Some of these, such as the arrow key thing, sound like they might be better as a github issue. I don't know what the expected behavior on windows is.

For issues with the writing/content of the manual, the most effective thing is to make a pull-request to make the changes. The source of the manual is here: https://github.com/JuliaLang/julia/tree/master/doc/manual It's convenient to edit them on github, especially if you're less comfortable with git. (The workflow on github is remarkably smooth; all you need it a github account.) I'm skipping things that sound like you just want a specific change to the manual, since you can go make those. :)

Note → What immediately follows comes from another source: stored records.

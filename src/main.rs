mod cli;
mod commands;
mod export;
mod indexation;
mod lexicon;
mod loader;
mod model;
mod normalize;
mod query_classifier;
mod reconcile;
mod recommend;
mod url_classifier;
mod usage;
mod util;

use anyhow::Result;
use clap::Parser;
use tracing::error;
use tracing_subscriber::EnvFilter;

use crate::cli::{Cli, Commands};

fn main() {
    init_tracing();

    if let Err(err) = run() {
        error!(error = %err, "command failed");
        for cause in err.chain().skip(1) {
            error!(cause = %cause, "caused by");
        }
        std::process::exit(1);
    }
}

fn run() -> Result<()> {
    let cli = Cli::parse();

    match cli.command {
        Commands::Inventory(args) => commands::inventory::run(args),
        Commands::Analyze(args) => commands::analyze::run(args),
        Commands::Classify(args) => commands::classify::run(args),
        Commands::Status(args) => commands::status::run(args),
    }
}

fn init_tracing() {
    let env_filter = EnvFilter::try_from_default_env().unwrap_or_else(|_| EnvFilter::new("info"));

    tracing_subscriber::fmt()
        .with_env_filter(env_filter)
        .with_target(false)
        .with_writer(std::io::stderr)
        .init();
}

1. I'm not especially experienced with intellisense (I don't use IDEs generally), but Julia does know what methods are in scope at any given point. If you're in the REPL or IJulia, you can type something like `istext(` and then press Tab. It will show you a list of the methods of `istext`.

2. As far as the undefined reference error, what needed to be changed about the manual? It looks like it continues to behave as advertised. I haven't dug into what the default printing function's implementation looks like, but that would be where I'd look for how it gets around the undefined problem.

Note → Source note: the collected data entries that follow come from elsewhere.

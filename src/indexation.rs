//! Index/noindex policy for filter URLs.
//!
//! Rules run in priority order: structural disqualifiers first (sorting,
//! pagination, price, deep facet combinations), then depth-based rules
//! where two-facet URLs must earn indexation with traffic or search
//! demand.

use crate::model::{IndexationVerdict, UrlClassification, UrlType};

pub const N2_CLICKS_THRESHOLD: u64 = 500;
pub const N2_DEMAND_THRESHOLD: u64 = 200;

/// Decide whether a classified URL should be indexable. `demand` is the
/// monthly search volume known for the URL's facet combination, zero when
/// no keyword data covers it.
pub fn should_index(
    classification: &UrlClassification,
    clicks: u64,
    demand: u64,
) -> (bool, String) {
    if classification.has_sorting {
        return (false, "Ordenación - canonical sin parámetro".to_owned());
    }
    if classification.has_pagination {
        return (false, "Paginación - canonical a página 1".to_owned());
    }
    if classification.has_price {
        return (false, "Filtro de precio - usar AJAX".to_owned());
    }
    if classification.num_facets >= 3 {
        return (false, "3+ facetas - canonical al padre N2".to_owned());
    }
    if classification.num_facets == 2 {
        if clicks >= N2_CLICKS_THRESHOLD {
            return (true, format!("N2 con tráfico ({clicks} clics)"));
        }
        if demand >= N2_DEMAND_THRESHOLD {
            return (true, format!("N2 con demanda ({demand} búsquedas/mes)"));
        }
        return (false, "N2 sin tráfico ni demanda".to_owned());
    }
    if classification.num_facets == 1 {
        return (true, "N1 - indexar con contenido".to_owned());
    }

    match classification.url_type {
        UrlType::Category => (true, "Categoría principal".to_owned()),
        UrlType::Article => (true, "Artículo/guía".to_owned()),
        _ => (true, "Default: indexar".to_owned()),
    }
}

/// Audit every observed URL against the indexation policy. Keyword
/// demand is not joined here; the audit runs on observed clicks alone.
pub fn audit_urls(classified: &[crate::model::ClassifiedUrl]) -> Vec<IndexationVerdict> {
    classified
        .iter()
        .map(|c| {
            let (index, reason) = should_index(&c.classification, c.record.clicks, 0);
            IndexationVerdict {
                url: c.record.url.clone(),
                should_index: index,
                reason,
                current_clicks: c.record.clicks,
                action: if index {
                    "INDEX".to_owned()
                } else {
                    "NOINDEX + CANONICAL".to_owned()
                },
            }
        })
        .collect()
}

3. Julia has first class types, so types are values in the language. Tuple types are written as a tuple of the types, which seems fairly straight-forward. Your version, Tuple{Int,Int}, would require a new type for each size of tuple (or would have a different representation than you suggested). I don't understand what you would gain by having a separate type that basically reimplements the same functionality as a tuple. Could you offer a concrete example of a problem this could cause?

4. "..." is called "splat" in Julia.

5. `x::Int = 5` evaluates both sides - `x::Int` and `5`. `x::Int` throws that error because x is not defined yet -- it's definitely not an Int. If you make it `5::Int`, you'll probably get closer to what you expected.

More broadly, I think you have somewhat misunderstood typing/type annotations in Julia. Type annotations (such as `x::Int`) are an assertion that the preceding expression has the annotated type. These assertions are used by the compiler for optimizations/type-inference, and create run-time errors if the assertions fail.
Variables do not have types. In `x =5; x::Int`, the `::Int` annotation is not checking or setting the "type of x"; it is checking the type of the value of x. It doesn't make sense for it to work if x is not yet defined, since x would have no value, and thus not have a type.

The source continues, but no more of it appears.